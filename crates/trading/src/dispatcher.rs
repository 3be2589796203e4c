//! Engine event fan-out
//!
//! One dispatcher per market consumes the engine's event batches in order.
//! For every event it:
//!
//! 1. appends it to `events.<market>`
//! 2. projects it (orders, trades, funds)
//! 3. feeds the last-price cache from trades
//! 4. completes cancel waiters
//! 5. hands the projection to the orchestrator
//!
//! CRITICAL PROPERTIES:
//! - Events of a market are projected strictly in `seq_id` order
//! - Waiters complete only after the projection committed
//! - Corruption or exhausted retries halt the market; nothing after the
//!   failing event is projected

use std::sync::Arc;
use std::time::{Duration, Instant};
use tokio::sync::mpsc;
use tokio_util::sync::CancellationToken;
use tracing::{debug, error, info, warn};

use config::EngineConfig;
use matching_engine::EngineEvent;
use observability::TradingMetrics;
use oms::{OmsError, Projection, Projector};
use storage::{topics, SharedLog};

use crate::cancel::CancelRouter;
use crate::orchestrator::Orchestrator;
use crate::price_feed::LastPriceCache;
use crate::registry::MarketHandle;

/// Retry policy for transient projection failures
#[derive(Debug, Clone, Copy, PartialEq, Eq)]
pub struct RetryPolicy {
    pub retries: u32,
    pub backoff: Duration,
}

impl RetryPolicy {
    pub fn from_config(config: &EngineConfig) -> Self {
        Self {
            retries: config.projection_retries,
            backoff: Duration::from_millis(config.projection_backoff_ms),
        }
    }
}

/// Components every market's dispatcher feeds
#[derive(Clone)]
pub struct Pipeline {
    pub projector: Arc<Projector>,
    pub router: Arc<CancelRouter>,
    pub prices: Arc<LastPriceCache>,
    pub orchestrator: Arc<Orchestrator>,
    pub log: SharedLog,
    pub retry: RetryPolicy,
}

pub struct Dispatcher {
    handle: Arc<MarketHandle>,
    events: mpsc::Receiver<Vec<EngineEvent>>,
    pipeline: Pipeline,
    metrics: TradingMetrics,
}

impl Dispatcher {
    pub fn new(
        handle: Arc<MarketHandle>,
        events: mpsc::Receiver<Vec<EngineEvent>>,
        pipeline: Pipeline,
    ) -> Self {
        let metrics = TradingMetrics::new(&handle.market().id);
        Self {
            handle,
            events,
            pipeline,
            metrics,
        }
    }

    /// Run until shutdown, the engine closes its channel or the market halts
    pub async fn run(mut self, shutdown: CancellationToken) {
        let market = self.handle.market().id.clone();
        info!(market = %market, "Event dispatcher started");

        loop {
            let batch = tokio::select! {
                biased;
                _ = shutdown.cancelled() => break,
                batch = self.events.recv() => match batch {
                    Some(batch) => batch,
                    None => {
                        info!(market = %market, "Engine event channel closed");
                        break;
                    }
                },
            };

            for event in batch {
                if let Err(reason) = self.dispatch(&event).await {
                    self.handle.halt(&reason);
                    error!(
                        market = %market,
                        seq_id = event.seq_id,
                        reason = %reason,
                        "Dispatcher stopped"
                    );
                    return;
                }
            }
        }
        info!(market = %market, "Event dispatcher stopped");
    }

    /// Process one event; `Err` carries the halt reason
    pub async fn dispatch(&self, event: &EngineEvent) -> Result<(), String> {
        self.append(event).await?;

        let started = Instant::now();
        let projection = self.project(event).await?;
        if projection.duplicate {
            self.metrics.record_duplicate();
            debug!(market = %event.market_id, seq_id = event.seq_id, "Duplicate event");
        } else {
            self.metrics.record_projection(started.elapsed());
        }

        if let Some(trade) = event.trade() {
            self.pipeline.prices.update(&event.market_id, trade.price);
        }
        self.pipeline.router.on_event(event);
        self.pipeline.orchestrator.observe(projection);
        Ok(())
    }

    async fn append(&self, event: &EngineEvent) -> Result<(), String> {
        let payload = event
            .encode()
            .map_err(|e| format!("event {} not encodable: {}", event.seq_id, e))?;
        let topic = topics::events(&event.market_id);

        let mut attempt = 0;
        loop {
            match self.pipeline.log.append(&topic, payload.clone()).await {
                Ok(_) => return Ok(()),
                Err(e) if e.is_transient() && attempt < self.pipeline.retry.retries => {
                    attempt += 1;
                    warn!(market = %event.market_id, seq_id = event.seq_id, attempt, error = %e, "Event append failed, retrying");
                    tokio::time::sleep(self.pipeline.retry.backoff).await;
                }
                Err(e) => return Err(format!("event {} not logged: {}", event.seq_id, e)),
            }
        }
    }

    async fn project(&self, event: &EngineEvent) -> Result<Projection, String> {
        let mut attempt = 0;
        loop {
            match self.pipeline.projector.project(event).await {
                Ok(projection) => return Ok(projection),
                Err(e) if e.is_transient() && attempt < self.pipeline.retry.retries => {
                    attempt += 1;
                    warn!(
                        market = %event.market_id,
                        seq_id = event.seq_id,
                        attempt,
                        error = %e,
                        "Projection failed, retrying"
                    );
                    // The store may have committed before reporting the failure
                    self.pipeline
                        .projector
                        .reset_watermark(&event.market_id)
                        .await;
                    tokio::time::sleep(self.pipeline.retry.backoff).await;
                }
                Err(e @ OmsError::ProjectionCorruption { .. }) => {
                    return Err(format!("projection corruption: {}", e));
                }
                Err(e) => return Err(format!("projection of event {} failed: {}", event.seq_id, e)),
            }
        }
    }
}
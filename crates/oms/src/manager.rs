//! Order Manager - authoritative in-memory index of live orders
//!
//! Orders are grouped per market, each group behind its own mutex, so
//! mutations on one market never contend with another. A global id index
//! resolves an order id to its market without scanning.
//!
//! Only the projector and the intake path write here; everything else
//! reads through these methods.

use parking_lot::{Mutex, RwLock};
use std::collections::HashMap;
use std::sync::Arc;

use common::OrderStatus;

use crate::error::OmsError;
use crate::types::Order;
use crate::Result;

type MarketOrders = Arc<Mutex<HashMap<u64, Order>>>;

#[derive(Default)]
pub struct OrderManager {
    markets: RwLock<HashMap<String, MarketOrders>>,
    index: RwLock<HashMap<u64, String>>,
}

impl OrderManager {
    pub fn new() -> Self {
        Self::default()
    }

    fn market(&self, market_id: &str) -> MarketOrders {
        if let Some(orders) = self.markets.read().get(market_id) {
            return orders.clone();
        }
        self.markets
            .write()
            .entry(market_id.to_string())
            .or_default()
            .clone()
    }

    /// Insert or overwrite an order
    pub fn put(&self, order: Order) {
        let market = self.market(&order.market_id);
        self.index.write().insert(order.id, order.market_id.clone());
        market.lock().insert(order.id, order);
    }

    pub fn get(&self, market_id: &str, order_id: u64) -> Option<Order> {
        self.market(market_id).lock().get(&order_id).cloned()
    }

    /// Find a live order by id alone
    pub fn locate(&self, order_id: u64) -> Option<Order> {
        let market_id = self.index.read().get(&order_id).cloned()?;
        self.get(&market_id, order_id)
    }

    pub fn update_status(
        &self,
        market_id: &str,
        order_id: u64,
        status: OrderStatus,
        ts: i64,
    ) -> Result<Order> {
        let market = self.market(market_id);
        let mut orders = market.lock();
        let order = orders
            .get_mut(&order_id)
            .ok_or(OmsError::NotFound(order_id))?;

        if order.is_terminal() && order.status != status {
            return Err(OmsError::invalid(format!(
                "order {} is already {}",
                order_id, order.status
            )));
        }
        order.status = status;
        order.updated_at = ts;
        Ok(order.clone())
    }

    /// Replace an existing order wholesale
    pub fn update_custom_order(&self, order: Order) -> Result<()> {
        let market = self.market(&order.market_id);
        let mut orders = market.lock();
        match orders.get_mut(&order.id) {
            Some(slot) => {
                *slot = order;
                Ok(())
            }
            None => Err(OmsError::NotFound(order.id)),
        }
    }

    /// Live orders of a market, oldest first
    pub fn get_orders_by_market(&self, market_id: &str) -> Vec<Order> {
        let mut orders: Vec<Order> = self.market(market_id).lock().values().cloned().collect();
        orders.sort_by_key(|o| o.id);
        orders
    }

    /// Live orders of one user's sub-account across markets, oldest first
    pub fn get_orders_by_user(&self, user_id: u64, sub_account: u64) -> Vec<Order> {
        let markets: Vec<MarketOrders> = self.markets.read().values().cloned().collect();
        let mut orders: Vec<Order> = markets
            .iter()
            .flat_map(|m| {
                m.lock()
                    .values()
                    .filter(|o| o.owner_id == user_id && o.sub_account == sub_account)
                    .cloned()
                    .collect::<Vec<_>>()
            })
            .collect();
        orders.sort_by_key(|o| o.id);
        orders
    }

    /// Live descendants of a root order
    pub fn get_tree(&self, market_id: &str, root_id: u64) -> Vec<Order> {
        let mut orders: Vec<Order> = self
            .market(market_id)
            .lock()
            .values()
            .filter(|o| o.root_order_id == Some(root_id))
            .cloned()
            .collect();
        orders.sort_by_key(|o| o.id);
        orders
    }

    /// Drop an order from memory; the persisted row remains
    pub fn remove(&self, market_id: &str, order_id: u64) -> Option<Order> {
        let removed = self.market(market_id).lock().remove(&order_id);
        if removed.is_some() {
            self.index.write().remove(&order_id);
        }
        removed
    }

    pub fn len(&self) -> usize {
        self.index.read().len()
    }

    pub fn is_empty(&self) -> bool {
        self.len() == 0
    }
}

#[cfg(test)]
mod tests {
    use super::*;
    use assert_matches::assert_matches;
    use common::{AccountKey, OrderType, Side};

    fn order(id: u64, market: &str, user: u64) -> Order {
        Order::new(id, AccountKey::new(user, 0), market, Side::Buy, OrderType::Limit, 0)
    }

    #[test]
    fn test_put_get_and_locate() {
        let manager = OrderManager::new();
        manager.put(order(1, "btcusdt", 10));
        manager.put(order(2, "ethusdt", 10));

        assert!(manager.get("btcusdt", 1).is_some());
        assert!(manager.get("btcusdt", 2).is_none());
        assert_eq!(manager.locate(2).map(|o| o.market_id), Some("ethusdt".to_string()));
        assert_eq!(manager.len(), 2);
    }

    #[test]
    fn test_update_status_refuses_leaving_terminal() {
        let manager = OrderManager::new();
        manager.put(order(1, "btcusdt", 10));

        let updated = manager
            .update_status("btcusdt", 1, OrderStatus::Cancelled, 5)
            .unwrap();
        assert_eq!(updated.updated_at, 5);

        assert_matches!(
            manager.update_status("btcusdt", 1, OrderStatus::Filled, 6),
            Err(OmsError::InvalidOrder(_))
        );
        assert_matches!(
            manager.update_status("btcusdt", 9, OrderStatus::Filled, 6),
            Err(OmsError::NotFound(9))
        );
    }

    #[test]
    fn test_orders_by_user_span_markets() {
        let manager = OrderManager::new();
        manager.put(order(3, "btcusdt", 10));
        manager.put(order(1, "ethusdt", 10));
        manager.put(order(2, "btcusdt", 11));

        let ids: Vec<u64> = manager.get_orders_by_user(10, 0).iter().map(|o| o.id).collect();
        assert_eq!(ids, vec![1, 3]);
        assert_eq!(manager.get_orders_by_market("btcusdt").len(), 2);
    }

    #[test]
    fn test_update_custom_order_and_remove() {
        let manager = OrderManager::new();
        let mut o = order(1, "btcusdt", 10);
        assert_matches!(manager.update_custom_order(o.clone()), Err(OmsError::NotFound(1)));

        manager.put(o.clone());
        o.filled_amount = 7;
        manager.update_custom_order(o).unwrap();
        assert_eq!(manager.get("btcusdt", 1).unwrap().filled_amount, 7);

        assert!(manager.remove("btcusdt", 1).is_some());
        assert!(manager.locate(1).is_none());
        assert!(manager.is_empty());
    }
}
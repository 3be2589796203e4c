//! Fixed-point decimal support
//!
//! Every monetary quantity inside the trading core is a `u64` scaled by a
//! per-coin power of ten: prices by `10^quote_precision`, amounts by
//! `10^base_precision`. Decimal strings only exist at the edges (config,
//! API, reporting) and are converted here with `rust_decimal`.
//!
//! Products of two scaled values are computed in `u128` and floor-rounded
//! back into `u64`; anything that does not fit is an [`Error::Overflow`].

use std::str::FromStr;

use rust_decimal::prelude::ToPrimitive;
use rust_decimal::Decimal;

use crate::error::{Error, Result};

/// Denominator of relative values (fees, tp/sl offsets, trailing percentages).
pub const BPS_DENOMINATOR: u64 = 10_000;

/// Largest supported coin precision.
pub const MAX_PRECISION: u32 = 18;

/// `10^precision` as a scale factor.
pub fn pow10(precision: u32) -> Result<u64> {
    if precision > MAX_PRECISION {
        return Err(Error::invalid_input(format!(
            "precision {} exceeds maximum {}",
            precision, MAX_PRECISION
        )));
    }
    Ok(10u64.pow(precision))
}

/// Parse a decimal string into a scaled integer.
///
/// Rejects negative values and values carrying more fractional digits than
/// `precision` (trailing zeros are ignored).
pub fn to_scaled(value: &str, precision: u32) -> Result<u64> {
    let scale = pow10(precision)?;
    let parsed = Decimal::from_str(value.trim())
        .map_err(|e| Error::invalid_amount(format!("'{}': {}", value, e)))?;

    if parsed.is_sign_negative() && !parsed.is_zero() {
        return Err(Error::invalid_amount(format!("'{}' is negative", value)));
    }
    if parsed.normalize().scale() > precision {
        return Err(Error::invalid_amount(format!(
            "'{}' has more than {} decimal places",
            value, precision
        )));
    }

    parsed
        .checked_mul(Decimal::from(scale))
        .and_then(|scaled| scaled.trunc().to_u64())
        .ok_or_else(|| Error::overflow(format!("'{}' at precision {}", value, precision)))
}

/// Render a scaled integer as a decimal string with exactly `precision` places.
pub fn from_scaled(value: u64, precision: u32) -> String {
    match Decimal::try_from_i128_with_scale(value as i128, precision) {
        Ok(d) => d.to_string(),
        Err(_) => value.to_string(),
    }
}

/// Quote value of `amount` base units at `price`: `price * amount / 10^base_precision`.
pub fn quote_amount(price: u64, amount: u64, base_precision: u32) -> Result<u64> {
    let scale = pow10(base_precision)? as u128;
    let value = (price as u128) * (amount as u128) / scale;
    u64::try_from(value).map_err(|_| {
        Error::overflow(format!("quote value of {} x {}", price, amount))
    })
}

/// Base units purchasable with `funds` quote units at `price` (floor).
pub fn base_for_quote(funds: u64, price: u64, base_precision: u32) -> Result<u64> {
    if price == 0 {
        return Err(Error::invalid_input("price must be positive"));
    }
    let scale = pow10(base_precision)? as u128;
    let value = (funds as u128) * scale / (price as u128);
    Ok(u64::try_from(value).unwrap_or(u64::MAX))
}

/// `value * bps / 10 000`, floor-rounded.
pub fn apply_bps(value: u64, bps: u64) -> Result<u64> {
    let out = (value as u128) * (bps as u128) / (BPS_DENOMINATOR as u128);
    u64::try_from(out).map_err(|_| Error::overflow(format!("{} bps of {}", bps, value)))
}

/// `value * (1 + bps / 10 000)`.
pub fn add_bps(value: u64, bps: u64) -> Result<u64> {
    value
        .checked_add(apply_bps(value, bps)?)
        .ok_or_else(|| Error::overflow(format!("{} plus {} bps", value, bps)))
}

/// `value * (1 - bps / 10 000)`, zero when `bps` is 10 000 or more.
pub fn sub_bps(value: u64, bps: u64) -> Result<u64> {
    Ok(value.saturating_sub(apply_bps(value, bps)?))
}

#[cfg(test)]
mod tests {
    use super::*;
    use proptest::prelude::*;

    #[test]
    fn test_to_scaled() {
        assert_eq!(to_scaled("30000.00", 2).unwrap(), 3_000_000);
        assert_eq!(to_scaled("0.5", 4).unwrap(), 5_000);
        assert_eq!(to_scaled("1", 8).unwrap(), 100_000_000);
        assert_eq!(to_scaled("0.10000", 4).unwrap(), 1_000);
        assert_eq!(to_scaled(" 2.5 ", 1).unwrap(), 25);
    }

    #[test]
    fn test_to_scaled_rejects_bad_input() {
        assert!(matches!(to_scaled("-1", 2), Err(Error::InvalidAmount(_))));
        assert!(matches!(to_scaled("0.001", 2), Err(Error::InvalidAmount(_))));
        assert!(matches!(to_scaled("abc", 2), Err(Error::InvalidAmount(_))));
        assert!(matches!(
            to_scaled("99999999999999999999", 2),
            Err(Error::Overflow(_))
        ));
        assert!(to_scaled("1", 19).is_err());
    }

    #[test]
    fn test_from_scaled() {
        assert_eq!(from_scaled(3_000_000, 2), "30000.00");
        assert_eq!(from_scaled(5_000, 4), "0.5000");
        assert_eq!(from_scaled(0, 2), "0.00");
        assert_eq!(from_scaled(7, 0), "7");
    }

    #[test]
    fn test_quote_amount() {
        // 30000.00 x 0.5000 = 15000.00
        assert_eq!(quote_amount(3_000_000, 5_000, 4).unwrap(), 1_500_000);
        // 0.03 x 0.5 at base precision 1 floors to 0.01
        assert_eq!(quote_amount(3, 5, 1).unwrap(), 1);
        assert!(matches!(
            quote_amount(u64::MAX, u64::MAX, 0),
            Err(Error::Overflow(_))
        ));
    }

    #[test]
    fn test_base_for_quote() {
        // 15000.00 buys 0.5000 at 30000.00
        assert_eq!(base_for_quote(1_500_000, 3_000_000, 4).unwrap(), 5_000);
        assert!(base_for_quote(1, 0, 4).is_err());
    }

    #[test]
    fn test_bps() {
        assert_eq!(apply_bps(1_000_000, 25).unwrap(), 2_500);
        assert_eq!(add_bps(10_000, 500).unwrap(), 10_500);
        assert_eq!(sub_bps(10_000, 500).unwrap(), 9_500);
        assert_eq!(sub_bps(10_000, 20_000).unwrap(), 0);
    }

    proptest! {
        #[test]
        fn prop_render_then_parse_is_identity(value in 0u64..u64::MAX / 2, precision in 0u32..=8) {
            prop_assert_eq!(to_scaled(&from_scaled(value, precision), precision).unwrap(), value);
        }

        #[test]
        fn prop_quote_never_exceeds_product(price in 1u64..1_000_000_000, amount in 1u64..1_000_000_000) {
            let quote = quote_amount(price, amount, 4).unwrap();
            prop_assert!(base_for_quote(quote, price, 4).unwrap() <= amount);
        }
    }
}
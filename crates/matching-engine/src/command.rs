//! Engine input commands
//!
//! Commands travel on `orders.<market>` in bincode form and are consumed by
//! exactly one engine. All monetary fields are scaled integers.

use serde::{Deserialize, Serialize};

use common::{OrderStatus, OrderType, OtoType, Side, StopKind, TrailingPriceType};

use crate::Result;

/// A primitive order as the engine sees it
///
/// `order_type` is one of `Limit`, `Market` or `TrailingStop`; composite
/// types are decomposed before they reach an engine. The advanced-order
/// fields ride along so the command log is a complete record of the order.
#[derive(Debug, Clone, PartialEq, Eq, Serialize, Deserialize)]
pub struct OrderCommand {
    pub id: u64,
    pub owner_id: u64,
    pub sub_account: u64,
    pub market_id: String,
    pub side: Side,
    pub order_type: OrderType,
    pub stop: StopKind,
    /// Base amount (scaled by base precision)
    pub amount: u64,
    /// Limit price (scaled by quote precision)
    pub price: u64,
    pub stop_price: u64,
    /// Spendable quote for market buys
    pub funds: u64,
    pub take_profit_price: u64,
    pub stop_loss_price: u64,
    pub trailing_stop_activation_price: u64,
    pub trailing_stop_price: u64,
    pub trailing_stop_price_type: TrailingPriceType,
    /// Last recorded trailing watermark, zero when not yet armed
    pub trailing_watermark: u64,
    pub oto_type: OtoType,
    pub status: OrderStatus,
    pub filled_amount: u64,
    pub used_funds: u64,
}

impl OrderCommand {
    /// A fresh command with every optional field zeroed.
    pub fn new(
        id: u64,
        owner_id: u64,
        sub_account: u64,
        market_id: impl Into<String>,
        side: Side,
        order_type: OrderType,
    ) -> Self {
        Self {
            id,
            owner_id,
            sub_account,
            market_id: market_id.into(),
            side,
            order_type,
            stop: StopKind::None,
            amount: 0,
            price: 0,
            stop_price: 0,
            funds: 0,
            take_profit_price: 0,
            stop_loss_price: 0,
            trailing_stop_activation_price: 0,
            trailing_stop_price: 0,
            trailing_stop_price_type: TrailingPriceType::Absolute,
            trailing_watermark: 0,
            oto_type: OtoType::Limit,
            status: OrderStatus::Pending,
            filled_amount: 0,
            used_funds: 0,
        }
    }

    pub fn remaining(&self) -> u64 {
        self.amount.saturating_sub(self.filled_amount)
    }

    pub fn is_stop(&self) -> bool {
        self.stop != StopKind::None
    }
}

/// Cancel request for a live order
#[derive(Debug, Clone, PartialEq, Eq, Serialize, Deserialize)]
pub struct CancelCommand {
    pub id: u64,
    pub market_id: String,
    pub owner_id: u64,
    pub sub_account: u64,
}

/// Engine input
#[derive(Debug, Clone, PartialEq, Eq, Serialize, Deserialize)]
pub enum Command {
    NewOrder(OrderCommand),
    CancelOrder(CancelCommand),
    /// Cancel `old_id`, then place `order` in the same step
    ReplaceOrder { old_id: u64, order: OrderCommand },
}

impl Command {
    pub fn market_id(&self) -> &str {
        match self {
            Command::NewOrder(order) => &order.market_id,
            Command::CancelOrder(cancel) => &cancel.market_id,
            Command::ReplaceOrder { order, .. } => &order.market_id,
        }
    }

    /// Id of the order this command creates or cancels
    pub fn order_id(&self) -> u64 {
        match self {
            Command::NewOrder(order) => order.id,
            Command::CancelOrder(cancel) => cancel.id,
            Command::ReplaceOrder { order, .. } => order.id,
        }
    }

    pub fn kind(&self) -> &'static str {
        match self {
            Command::NewOrder(_) => "new",
            Command::CancelOrder(_) => "cancel",
            Command::ReplaceOrder { .. } => "replace",
        }
    }

    pub fn encode(&self) -> Result<Vec<u8>> {
        Ok(bincode::serialize(self)?)
    }

    pub fn decode(bytes: &[u8]) -> Result<Self> {
        Ok(bincode::deserialize(bytes)?)
    }
}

---+---

**Exercise description**
In the records above, find the lines containing "TrailingPriceType" and copy them.

**Reply**
use common::{OrderStatus, OrderType, OtoType, Side, StopKind, TrailingPriceType};
    pub trailing_stop_price_type: TrailingPriceType,
            trailing_stop_price_type: TrailingPriceType::Absolute,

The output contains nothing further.